Although the embodiments of the present invention described above all perform image processing on two images, the present invention can also be applied to a case where three or more images are subjected to image processing. Of course, each image may be subjected to image processing based on the image information of the entire image, for example, the histogram of the image signal of the entire image, instead of the image information of the regions of interest A and A'.

Furthermore, the present invention is applicable to image processing in systems other than the radiation image information recording and reproducing system using the above-mentioned stimulable phosphor sheet.

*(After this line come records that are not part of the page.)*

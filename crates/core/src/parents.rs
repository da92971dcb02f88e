//! Nearest-time parent resolution.
//!
//! When a child object is registered before its parent's local id is known,
//! the tracer only records `parent_local`. Local ids are reused over the
//! lifetime of a simulator, so several objects may have held that id; the
//! one registered closest in time to the child is taken as the parent.

use std::collections::BTreeMap;

use serde::Serialize;
use tracing::{debug, trace};
use uuid::Uuid;

use crate::event::Event;

/// Outcome of a parent fill pass.
#[derive(Debug, Clone, Copy, Default, PartialEq, Eq, Serialize)]
pub struct ParentFill {
    pub resolved: usize,
    /// Events with a local parent id for which no object ever held that id.
    pub unresolved: usize,
}

/// Fill `parent_id` on addition events that only carry `parent_local_id`.
///
/// `additions` holds indices into `events` of every addition event, in
/// trace order. Ties on the time delta go to the earliest candidate.
pub fn fill_missing_parents(events: &mut [Event], additions: &[usize]) -> ParentFill {
    let mut pending: BTreeMap<u32, Vec<usize>> = BTreeMap::new();
    for &idx in additions {
        let event = &events[idx];
        if event.parent_id.is_some() {
            continue;
        }
        if let Some(parent_local) = event.parent_local_id {
            pending.entry(parent_local).or_default().push(idx);
        }
    }

    let mut fill = ParentFill::default();

    for (parent_local, children) in pending {
        let candidates: Vec<(f64, Uuid)> = additions
            .iter()
            .map(|&idx| &events[idx])
            .filter(|e| e.local_id == Some(parent_local))
            .filter_map(|e| e.object_id.map(|id| (e.time, id)))
            .collect();

        trace!(
            parent_local,
            candidates = candidates.len(),
            children = children.len(),
            "resolving local parent id"
        );

        for child in children {
            let added_at = events[child].time;
            let own_id = events[child].object_id;

            let best = nearest_candidate(&candidates, added_at, own_id);

            match best {
                Some(parent_id) => {
                    debug!(?own_id, %parent_id, parent_local, "filled parent");
                    events[child].parent_id = Some(parent_id);
                    fill.resolved += 1;
                }
                None => fill.unresolved += 1,
            }
        }
    }

    fill
}

fn nearest_candidate(candidates: &[(f64, Uuid)], added_at: f64, own_id: Option<Uuid>) -> Option<Uuid> {
    let mut best: Option<(f64, Uuid)> = None;
    for &(time, id) in candidates {
        if Some(id) == own_id {
            continue;
        }
        let delta = (time - added_at).abs();
        match best {
            Some((best_delta, _)) if best_delta <= delta => {}
            _ => best = Some((delta, id)),
        }
    }
    best.map(|(_, id)| id)
}
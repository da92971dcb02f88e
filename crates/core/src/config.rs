use std::path::Path;

use serde::{Deserialize, Serialize};
use tokio::fs;

use crate::error::{Result, TraceError};

/// Coordinate frame of assembled child paths.
#[derive(Clone, Copy, Debug, Default, PartialEq, Eq, Serialize, Deserialize)]
#[serde(rename_all = "lowercase")]
pub enum CoordinateFrame {
    /// Child positions stay relative to their parent, as the tracer records them.
    #[default]
    Local,
    /// Child positions are offset by the parent's absolute position.
    Absolute,
}

impl CoordinateFrame {
    pub fn name(&self) -> &'static str {
        match self {
            CoordinateFrame::Local => "local",
            CoordinateFrame::Absolute => "absolute",
        }
    }
}

/// Settings for turning a trace into exported motion path files.
#[derive(Clone, Debug, PartialEq, Serialize, Deserialize)]
#[serde(default)]
pub struct ExportConfig {
    /// Distance under which consecutive positions count as unchanged.
    pub squeeze_tolerance: f64,
    /// Paths with fewer waypoints after squeezing are not written.
    pub min_waypoints: usize,
    pub frame: CoordinateFrame,
    pub include_ambiguous_roots: bool,
    /// Upper bound on events per cluster, 0 disables clustering.
    pub cluster_events: usize,
    /// Resample squeezed paths at this interval (seconds) before export.
    pub resample_interval: Option<f64>,
}

impl Default for ExportConfig {
    fn default() -> Self {
        Self {
            squeeze_tolerance: 0.0,
            min_waypoints: 2,
            frame: CoordinateFrame::Local,
            include_ambiguous_roots: false,
            cluster_events: 250_000,
            resample_interval: None,
        }
    }
}

impl ExportConfig {
    /// Load a JSON config file. Missing keys take their default values.
    pub async fn load(path: &Path) -> Result<Self> {
        let json = fs::read_to_string(path).await?;
        let config: ExportConfig = serde_json::from_str(&json)?;
        config.validate()?;
        Ok(config)
    }

    pub fn validate(&self) -> Result<()> {
        if !self.squeeze_tolerance.is_finite() || self.squeeze_tolerance < 0.0 {
            return Err(TraceError::InvalidConfig {
                reason: format!(
                    "squeeze_tolerance must be a non-negative number, got {}",
                    self.squeeze_tolerance
                ),
            });
        }
        if let Some(interval) = self.resample_interval {
            if !interval.is_finite() || interval <= 0.0 {
                return Err(TraceError::InvalidConfig {
                    reason: format!("resample_interval must be positive, got {interval}"),
                });
            }
        }
        Ok(())
    }
}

[Brief explanation of the drawing]

FIGS. 1<a) and (b) are diagrams each showing an image to be subjected to image processing according to the present invention, and FIGS. 2 to 4 are diagrams each showing an example of a difference pattern of an image signal histogram.
Figure 5 is a diagram showing the difference in the absorption coefficient of radiation energy between bone and soft tissue, and Figures 6 to 8 are gradation levels when matching the histogram h shown in Figures 2 to 4 with histogram h', respectively. 9 is a block diagram showing a method for performing gradation conversion using the gradation conversion table shown in FIG. 6; FIG. 10 is a flowchart showing a method for creating the gradation conversion table shown in FIG. 8. , FIG. 11 is a block diagram showing one embodiment of an image processing apparatus according to the present invention. 10.12... Medical image 20.22... Image memory 24.26... Histogram creation section 34... Gradation processing section Fig. 1 Fig. 11 Fig. 2 Fig. 3 Fig. 4 Fig. 6 Fig. 7 Fig. 8 Fig. 5 Fig. 9 Fig. 1 o factor

Claims (2)

[Claims] (1) In a method of image processing a plurality of medical images taken of substantially the same part of the same subject, based on the image information of the entire image of the plurality of medical images or the substantially same image part that does not include the lesion part, An image processing method comprising performing gradation processing on each of a plurality of medical images so that the densities of the entire image or at least a substantially identical image portion not including a lesion portion match each other. (2) In a device that performs image processing on multiple medical images taken of substantially the same part of the same subject, there is an image memory that stores image information for each medical image, and for each medical image whose image information is stored in the memory. , a histogram creation unit that creates a histogram of image information of the entire image or a substantially identical image portion that does not include the lesion portion; 1. A gradation processing unit that performs gradation processing on each medical image so that at least the densities of substantially the same image portions match each other.